The relationship between the ratio of fatal cases or total cases per 1M of population vs. healthcare expenditures (both in relative terms as a ratio to GDP, and as an amount in USD per capita) either indicates that high spending does not guarantee the required results, or even an inverse relationship. At the very least, the calculated values of the ratio of fatal cases are often similar for underfunded healthcare systems as for those countries and regions which have negligible health spending.

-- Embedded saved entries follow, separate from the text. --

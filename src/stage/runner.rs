use std::sync::Arc;

use tracing::{debug, trace, warn};

use crate::foundation::core::FrameNumber;
use crate::observe::{FrameObserver, SkipReason};
use crate::stage::assignment::{Stage, StageContext};
use crate::stage::callback::{CallbackData, CallbackTime};
use crate::stage::queue::{QueueState, WorkQueue};
use crate::stage::task::{Task, TaskReport};
use crate::target::slot::{TargetSlot, TargetState};

/// Executes tasks over one [`WorkQueue`] on behalf of one context.
///
/// The driving context calls [`StageRunner::execute`] in-line; a worker thread calls it from its
/// wait loop. Either way the queue lock is held for the whole task.
#[derive(Clone)]
pub(crate) struct StageRunner {
    ctx: StageContext,
    queue: Arc<WorkQueue>,
    observer: Arc<dyn FrameObserver>,
}

impl StageRunner {
    pub(crate) fn new(
        ctx: StageContext,
        queue: Arc<WorkQueue>,
        observer: Arc<dyn FrameObserver>,
    ) -> Self {
        Self {
            ctx,
            queue,
            observer,
        }
    }

    pub(crate) fn context(&self) -> &StageContext {
        &self.ctx
    }

    pub(crate) fn queue(&self) -> &Arc<WorkQueue> {
        &self.queue
    }

    pub(crate) fn execute(&self, task: Task) -> TaskReport {
        let kind = task.kind();
        self.observer.task_started(&self.ctx, kind);
        debug!(context = %self.ctx, ?task, "task started");

        let mut report = TaskReport::new(self.ctx.clone(), kind);
        let mut q = self.queue.lock();
        match task {
            Task::Frame(frame) => {
                run_callbacks(&q, &self.ctx, frame, CallbackTime::PreFrame);
                self.frame(&q, &mut report);
            }
            Task::ReadyFlip => ready_flip(&q),
            Task::Flip => flip(&q, &mut report),
            Task::Release => release(&q, &mut report),
            Task::WindowEvents => self.window_events(&q, &mut report),
            Task::Close => close(&q, &mut report),
            Task::Terminate => {}
        }

        let drained = q.drain_pending();
        report.targets_released += drained.released;
        report.targets_closed += drained.closed;

        if let Task::Frame(frame) = task {
            run_callbacks(&q, &self.ctx, frame, CallbackTime::PostFrame);
        }
        drop(q);

        debug!(context = %self.ctx, ?task, "task finished");
        self.observer.task_finished(&report);
        report
    }

    fn frame(&self, q: &QueueState, report: &mut TaskReport) {
        for slot in q.targets(Stage::Window) {
            if slot.is_open() {
                self.service_window(slot, report);
            }
        }

        for slot in q.targets(Stage::Cull) {
            if !slot.is_open() {
                continue;
            }
            let target = slot.target();
            let mut regions = target.display_regions();
            regions.retain(|r| r.active);
            regions.sort_by_key(|r| r.sort);
            trace!(target_id = %slot.id(), regions = regions.len(), "cull");
            let lists = regions.iter().map(|r| target.cull(r)).collect();
            slot.stage_culled(lists);
        }

        for slot in q.targets(Stage::Draw) {
            if !slot.is_open() {
                continue;
            }
            let target = slot.target();
            let lists = slot.take_for_draw(&self.ctx);
            if !target.begin_frame() {
                warn!(
                    context = %self.ctx,
                    target_id = %slot.id(),
                    name = slot.name(),
                    "begin_frame failed; skipping target this frame"
                );
                report.targets_skipped += 1;
                self.observer.target_skipped(
                    &self.ctx,
                    slot.id(),
                    Stage::Draw,
                    SkipReason::BeginFrameFailed,
                );
                continue;
            }
            trace!(target_id = %slot.id(), "draw");
            for list in lists.iter().flatten() {
                target.draw(list);
                report.regions_drawn += 1;
            }
            target.end_frame();
            slot.mark_drawn();
            report.targets_drawn += 1;
        }
    }

    fn window_events(&self, q: &QueueState, report: &mut TaskReport) {
        for slot in q.targets(Stage::Window) {
            if slot.state() == TargetState::Unopened {
                if slot.target().open() {
                    debug!(
                        context = %self.ctx,
                        target_id = %slot.id(),
                        name = slot.name(),
                        "opened"
                    );
                    slot.set_state(TargetState::Open);
                    report.targets_opened += 1;
                } else {
                    warn!(
                        context = %self.ctx,
                        target_id = %slot.id(),
                        name = slot.name(),
                        "open failed; target will not be rendered"
                    );
                    slot.set_state(TargetState::Closed);
                    report.targets_skipped += 1;
                    self.observer.target_skipped(
                        &self.ctx,
                        slot.id(),
                        Stage::Window,
                        SkipReason::OpenFailed,
                    );
                    continue;
                }
            }
            if slot.is_open() {
                self.service_window(slot, report);
            }
        }
    }

    fn service_window(&self, slot: &TargetSlot, report: &mut TaskReport) {
        slot.target().process_window_events();
        if slot.target().close_requested() && slot.request_close() {
            debug!(context = %self.ctx, target_id = %slot.id(), "window asked to close");
            report.close_requests += 1;
        }
    }
}

fn ready_flip(q: &QueueState) {
    for slot in q.targets(Stage::Draw) {
        if slot.is_flip_pending() && slot.is_open() {
            trace!(target_id = %slot.id(), "ready_flip");
            slot.target().ready_flip();
        }
    }
}

fn flip(q: &QueueState, report: &mut TaskReport) {
    for slot in q.targets(Stage::Draw) {
        if slot.take_flip_pending() && slot.is_open() {
            trace!(target_id = %slot.id(), "flip");
            slot.target().flip();
            report.targets_flipped += 1;
        }
    }
}

fn release(q: &QueueState, report: &mut TaskReport) {
    for slot in q.targets(Stage::Draw) {
        let live = matches!(
            slot.state(),
            TargetState::Open | TargetState::CloseRequested
        );
        if live && !slot.is_released() {
            slot.target().release();
            slot.mark_released();
            report.targets_released += 1;
        }
    }
}

fn close(q: &QueueState, report: &mut TaskReport) {
    for slot in q.targets(Stage::Window) {
        match slot.state() {
            TargetState::Open | TargetState::CloseRequested | TargetState::Closing => {
                slot.target().close();
                slot.set_state(TargetState::Closed);
                report.targets_closed += 1;
            }
            TargetState::Unopened => slot.set_state(TargetState::Closed),
            TargetState::Closed => {}
        }
    }
}

fn run_callbacks(q: &QueueState, ctx: &StageContext, frame: FrameNumber, time: CallbackTime) {
    let data = CallbackData {
        context: ctx,
        frame,
        time,
    };
    for cb in q.callbacks.iter().filter(|cb| cb.time == time) {
        (cb.func)(&data);
    }
}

The irregular distribution of fatal cases in relation to healthcare expenditure, raises the possibility of a non-linear approach to the analysis of healthcare economic efficiency. It is irregular because the economic system and the rate of virus spread are linked by diverse complex factors. Given that healthcare systems worldwide deal with a multitude of diseases in a multitude of circumstances using a vast range of different tools, resources and practices, the relationships between healthcare system funding and COVID deaths defies analysis.

The diversity of significant indicators attributed to healthcare scale and quality, such as number of doctors per 1000 citizens, number of nurses per 1000 citizens, healthcare safety index, health care access and quality index and even those associate with availability of equipment, does not enable us to make conclusions on the expectable interrelationship between a lower number of total cases per 1M of population and the ratio of fatal cases from COVID-19. As already mentioned, one can observe that those countries and regions which have less extensive healthcare systems often are those where mortality from COVID-19 and the spread of the virus is lowest. And, at the same time, countries and regions with higher levels of fatal cases often have not only large-scale, but also high quality healthcare systems. Calculations based on different approaches to correlation indexes and use of various other indicators is required for more evidence. Nevertheless, it is obvious that by attempting to tackle COVID-19 only by expanding healthcare systems, countries and regions may miss the other underlying reasons which are not fully explored. Either way, case-by-case analysis of the identified patterns associated with the regions, types of healthcare economic policies and applicable non-monetary measures, likely will bring desirable results. Especially if we do not allow ourselves to get complacent while these issues grow more urgent. More explicit patterns that can be attributed to the relationship between expenditures on healthcare systems (e.g. if calculating it per types and items expenses) and the efficiency of COVID-19 treatment in terms of avoiding fatal cases are yet to be identified. In addition, an institutional analysis of the health economy, which covers more than just economic indicators, could be of some value.